8. Limitation of Liability
To the fullest extent permitted by law, Sentinel’s total liability for any claims, losses, or damages arising out of or related to the deliverables shall be limited to the total fees paid by Client for the specific DELIVERABLES IN QUESTION. In no event shall Sentinel be liable for indirect, incidental, consequential, or special damages, including but not limited to lost profits, business interruption, or third-party claims.
9. Warranty Disclaimer
SENTINEL MAKES NO WARRANTY OF ANY KIND, EXPRESS OR IMPLIED, AND SPECIFICALLY MAKES NO WARRANTY OF MERCHANTABILTIY, RESULTS, ACCURACY, COMPLETENESS, COMPATIBILITY, NON-INFRINGEMENT OR FITNESS OF THE DELIVERABLES FOR ANY PARTICULAR PURPOSE, NOR THE PERFORMANCE OF THE CLIENT’S CONTRACTORS OR CONSULTANTS IN APPLYING THE DELIVERABLES. THE DELIVERABLES ARE PROVIDED ON AN “AS IS” BASIS AND ARE USED AT CLIENT’S SOLE RISK, TO THE FULLEST EXTENT PERMISSIBLE BY LAW. IF APPLICABLE LAW DOES NOT ALLOW THE EXCLUSION OF SOME OR ALL OF THE ABOVE IMPLIED WARRANTIES TO APPLY TO CLIENT, THE ABOVE EXCLUSIONS WILL APPLY TO CLIENT TO THE FULLEST EXTENT PERMITTED BY APPLICABLE LAW.
10. Force Majeure
Sentinel shall not be liable for any delay or failure to perform resulting from acts beyond its control, including but not limited to weather events, accidents, illness, labor disputes, governmental actions, or equipment failure.
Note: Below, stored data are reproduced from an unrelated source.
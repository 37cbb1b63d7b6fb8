//! Error types for rule rendering and dependency extraction.
//!
//! Two families are kept apart:
//! [`RuleError`] aborts the call that produced it, while
//! [`DependencyParseError`] only degrades dependency bookkeeping and never
//! fails the build step whose output it describes.

use std::path::PathBuf;

use miette::Diagnostic as MietteDiagnostic;
use thiserror::Error;

use crate::core::action::Action;
use crate::util::diagnostic::Diagnostic;

/// What an error is fatal to.
#[derive(Debug, Clone, Copy, PartialEq, Eq)]
pub enum ErrorScope {
    /// The step (or the whole run) cannot proceed.
    Build,
    /// The artifact is fine; only incremental bookkeeping is degraded.
    Bookkeeping,
}

/// Broad classification of a [`RuleError`].
#[derive(Debug, Clone, Copy, PartialEq, Eq)]
pub enum RuleErrorKind {
    /// The descriptor registry is incomplete or inconsistent.
    Configuration,
    /// The caller asked for a backend that is not registered.
    UnknownBackend,
    /// The invocation itself is structurally invalid.
    InvalidInvocation,
}

/// Error raised while selecting a backend or rendering a rule.
#[derive(Debug, Clone, PartialEq, Eq, Error, MietteDiagnostic)]
pub enum RuleError {
    #[error("toolchain `{backend}` has no template for action `{action}`")]
    #[diagnostic(
        code(rulesmith::toolchain::missing_template),
        help("every registered toolchain must define all actions")
    )]
    MissingTemplate { backend: String, action: Action },

    #[error("toolchain `{backend}` is not registered (requested for action `{action}`)")]
    #[diagnostic(code(rulesmith::toolchain::unregistered))]
    UnregisteredBackend { backend: String, action: Action },

    #[error("toolchain `{backend}` is registered more than once")]
    #[diagnostic(code(rulesmith::toolchain::duplicate))]
    DuplicateBackend { backend: String },

    #[error("unknown backend `{name}`")]
    #[diagnostic(code(rulesmith::select::unknown_backend))]
    UnknownBackend { name: String, available: Vec<String> },

    #[error("backend name must not be empty")]
    #[diagnostic(code(rulesmith::select::empty_name))]
    EmptyBackendName,

    #[error("invalid `{action}` invocation for `{}`: {reason}", output.display())]
    #[diagnostic(code(rulesmith::render::invalid_invocation))]
    InvalidInvocation {
        action: Action,
        output: PathBuf,
        reason: String,
    },
}

impl RuleError {
    /// Create an invalid invocation error.
    pub fn invalid(action: Action, output: impl Into<PathBuf>, reason: impl Into<String>) -> Self {
        RuleError::InvalidInvocation {
            action,
            output: output.into(),
            reason: reason.into(),
        }
    }

    /// Classify this error.
    pub fn kind(&self) -> RuleErrorKind {
        match self {
            RuleError::MissingTemplate { .. }
            | RuleError::UnregisteredBackend { .. }
            | RuleError::DuplicateBackend { .. }
            | RuleError::EmptyBackendName => RuleErrorKind::Configuration,
            RuleError::UnknownBackend { .. } => RuleErrorKind::UnknownBackend,
            RuleError::InvalidInvocation { .. } => RuleErrorKind::InvalidInvocation,
        }
    }

    /// Rule errors always stop the call that raised them.
    pub fn scope(&self) -> ErrorScope {
        ErrorScope::Build
    }

    /// Convert to a user-friendly diagnostic.
    pub fn to_diagnostic(&self) -> Diagnostic {
        match self {
            RuleError::MissingTemplate { backend, action } => {
                Diagnostic::error(self.to_string())
                    .with_context(format!("backend: {}", backend))
                    .with_context(format!("action: {}", action))
                    .with_suggestion(format!(
                        "Add a `{}` template to the `{}` descriptor",
                        action, backend
                    ))
            }

            RuleError::UnregisteredBackend { backend, .. } => Diagnostic::error(self.to_string())
                .with_suggestion(format!(
                    "Register a descriptor named `{}` or pick a registered backend",
                    backend
                )),

            RuleError::DuplicateBackend { backend } => Diagnostic::error(self.to_string())
                .with_suggestion(format!("Give each `{}` descriptor a distinct name", backend)),

            RuleError::UnknownBackend { available, .. } => {
                let mut diag = Diagnostic::error(self.to_string());
                if !available.is_empty() {
                    diag = diag.with_context(format!(
                        "available backends: {}",
                        available.join(", ")
                    ));
                }
                diag.with_suggestion("Backend names are case-sensitive; check the spelling")
            }

            RuleError::EmptyBackendName => Diagnostic::error(self.to_string()).with_suggestion(
                "Pass `--backend <name>` or set `toolchain.backend` in .rulesmith/config.toml",
            ),

            RuleError::InvalidInvocation { output, .. } => {
                Diagnostic::error(self.to_string()).with_location(output)
            }
        }
    }
}

/// Malformed or missing dependency metadata.
///
/// Reported as a warning against the affected output; the artifact itself is
/// still considered built.
#[derive(Debug, Clone, PartialEq, Eq, Error, MietteDiagnostic)]
pub enum DependencyParseError {
    #[error("dependency data is empty")]
    #[diagnostic(code(rulesmith::deps::empty))]
    Empty,

    #[error("line {line}: expected `<target>: <deps>` but found no colon")]
    #[diagnostic(code(rulesmith::deps::missing_colon))]
    MissingColon { line: usize },

    #[error("line {line}: rule has no target before the colon")]
    #[diagnostic(code(rulesmith::deps::missing_target))]
    MissingTarget { line: usize },

    #[error("line {line}: line continuation at end of input")]
    #[diagnostic(code(rulesmith::deps::unterminated_continuation))]
    UnterminatedContinuation { line: usize },

    #[error("depfile does not mention `{}`", expected.display())]
    #[diagnostic(
        code(rulesmith::deps::output_not_mentioned),
        help("the depfile was probably written by a different step")
    )]
    OutputNotMentioned { expected: PathBuf },

    #[error("failed to read `{}`: {message}", path.display())]
    #[diagnostic(code(rulesmith::deps::unreadable))]
    Unreadable { path: PathBuf, message: String },
}

impl DependencyParseError {
    /// Dependency errors never fail the step that produced the data.
    pub fn scope(&self) -> ErrorScope {
        ErrorScope::Bookkeeping
    }

    /// Convert to a warning diagnostic attached to `output`.
    pub fn to_diagnostic(&self, output: &std::path::Path) -> Diagnostic {
        Diagnostic::warning(format!(
            "dependency information for `{}` is unusable",
            output.display()
        ))
        .with_context(self.to_string())
        .with_location(output)
        .with_suggestion("The artifact was built; it will be treated as having unknown dependencies")
    }
}

#[cfg(test)]
mod tests {
    use super::*;

    #[test]
    fn test_error_kinds() {
        let err = RuleError::UnknownBackend {
            name: "clang-cl".to_string(),
            available: vec!["gcc-like".to_string()],
        };
        assert_eq!(err.kind(), RuleErrorKind::UnknownBackend);
        assert_eq!(err.scope(), ErrorScope::Build);

        let err = RuleError::MissingTemplate {
            backend: "gcc-like".to_string(),
            action: Action::Archive,
        };
        assert_eq!(err.kind(), RuleErrorKind::Configuration);
        assert!(err.to_string().contains("gcc-like"));
        assert!(err.to_string().contains("archive"));
    }

    #[test]
    fn test_unknown_backend_diagnostic_lists_names() {
        let err = RuleError::UnknownBackend {
            name: "clang-cl".to_string(),
            available: vec!["gcc-like".to_string(), "msvc-like".to_string()],
        };
        let output = err.to_diagnostic().format(false);
        assert!(output.contains("error: unknown backend `clang-cl`"));
        assert!(output.contains("gcc-like, msvc-like"));
    }

    #[test]
    fn test_parse_error_is_bookkeeping_only() {
        let err = DependencyParseError::MissingColon { line: 3 };
        assert_eq!(err.scope(), ErrorScope::Bookkeeping);

        let output = err.to_diagnostic(std::path::Path::new("obj/a.o")).format(false);
        assert!(output.starts_with("warning:"));
        assert!(output.contains("line 3"));
    }
}
//! Registry of toolchain descriptors.
//!
//! Construction validates every descriptor up front: a registry either
//! holds complete descriptors for every action or does not exist. Nothing
//! degrades later at render time.

use std::collections::BTreeMap;
use std::sync::{Arc, LazyLock};

use crate::core::action::Action;
use crate::core::invocation::VariableOverrides;
use crate::errors::RuleError;

use super::select::ResolvedToolchain;
use super::{gcc_like, msvc_like, ActionTemplate, ToolchainDescriptor};

static BUILTIN: LazyLock<Result<ToolchainRegistry, RuleError>> =
    LazyLock::new(ToolchainRegistry::builtin);

/// The process-wide registry of built-in backends.
///
/// Built once on first use and never mutated afterwards.
pub fn registry() -> Result<&'static ToolchainRegistry, RuleError> {
    BUILTIN.as_ref().map_err(Clone::clone)
}

/// A validated, immutable set of toolchain descriptors.
#[derive(Debug, Clone)]
pub struct ToolchainRegistry {
    descriptors: BTreeMap<String, Arc<ToolchainDescriptor>>,
}

impl ToolchainRegistry {
    /// Build a registry, failing on the first incomplete or duplicate
    /// descriptor.
    pub fn new(descriptors: impl IntoIterator<Item = ToolchainDescriptor>) -> Result<Self, RuleError> {
        let mut map = BTreeMap::new();

        for descriptor in descriptors {
            if let Some(action) = descriptor.missing_actions().first() {
                return Err(RuleError::MissingTemplate {
                    backend: descriptor.name().to_string(),
                    action: *action,
                });
            }

            let name = descriptor.name().to_string();
            if map.contains_key(&name) {
                return Err(RuleError::DuplicateBackend { backend: name });
            }

            tracing::debug!("registered toolchain `{}`", name);
            map.insert(name, Arc::new(descriptor));
        }

        Ok(ToolchainRegistry { descriptors: map })
    }

    /// Registry with the built-in `gcc-like` and `msvc-like` backends.
    pub fn builtin() -> Result<Self, RuleError> {
        ToolchainRegistry::new([gcc_like(), msvc_like()])
    }

    /// Registered backend names, sorted.
    pub fn names(&self) -> Vec<String> {
        self.descriptors.keys().cloned().collect()
    }

    /// Iterate over registered descriptors in name order.
    pub fn descriptors(&self) -> impl Iterator<Item = &ToolchainDescriptor> + '_ {
        self.descriptors.values().map(|d| d.as_ref())
    }

    /// Check if a backend is registered.
    pub fn contains(&self, name: &str) -> bool {
        self.descriptors.contains_key(name)
    }

    /// Look up the template of one action of one backend.
    ///
    /// Both failure modes are configuration errors naming the
    /// `(backend, action)` pair.
    pub fn get_template(&self, backend: &str, action: Action) -> Result<&ActionTemplate, RuleError> {
        let descriptor = self
            .descriptors
            .get(backend)
            .ok_or_else(|| RuleError::UnregisteredBackend {
                backend: backend.to_string(),
                action,
            })?;

        descriptor.get(action).ok_or_else(|| RuleError::MissingTemplate {
            backend: backend.to_string(),
            action,
        })
    }

    /// Select a backend by exact, case-sensitive name and bind caller
    /// overrides to it.
    pub fn select(
        &self,
        name: &str,
        overrides: VariableOverrides,
    ) -> Result<ResolvedToolchain, RuleError> {
        if name.is_empty() {
            return Err(RuleError::EmptyBackendName);
        }

        let descriptor = self
            .descriptors
            .get(name)
            .ok_or_else(|| RuleError::UnknownBackend {
                name: name.to_string(),
                available: self.names(),
            })?;

        tracing::debug!(
            "selected toolchain `{}` with {} override(s)",
            name,
            overrides.len()
        );

        Ok(ResolvedToolchain::new(Arc::clone(descriptor), overrides))
    }
}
Upon any such delay or failure, Sentinel may, in its sole discretion and without any liability to Client, delay the performance of, partially perform, or cancel any affected SOW in whole or in part.
11. Dispute Resolution
Any claim or dispute arising out of or in connection with the Deliverables shall be subject first to a good faith meeting between officers or principals from Client and Sentinel within 30 days of both parties becoming aware of the claim or dispute. If the claim or dispute is not resolved in such meeting, the parties shall, within 45 days thereof, engage in formal mediation in Cobb County, Georgia. If the claim or dispute is not resolved in such mediation, the sole and exclusive remedy of Client and Sentinel shall be to submit the claim or dispute to binding arbitration pursuant to the Expedited Procedures of the Commercial Arbitration Rules of the American Arbitration Association. Client and Sentinel each hereby acknowledge and agree that no claim or dispute arising out of or in connection with the Deliverables shall be submitted to any court. Each party shall bear its own legal costs unless otherwise determined in arbitration.
12. Governing Law; Other Terms
These T&Cs shall be governed by and interpreted under the laws of the State of Georgia, without regard to conflict of laws provisions. If any provision of these T&Cs is determined to be unenforceable, the remaining provisions of these T&Cs will remain in full force and effect.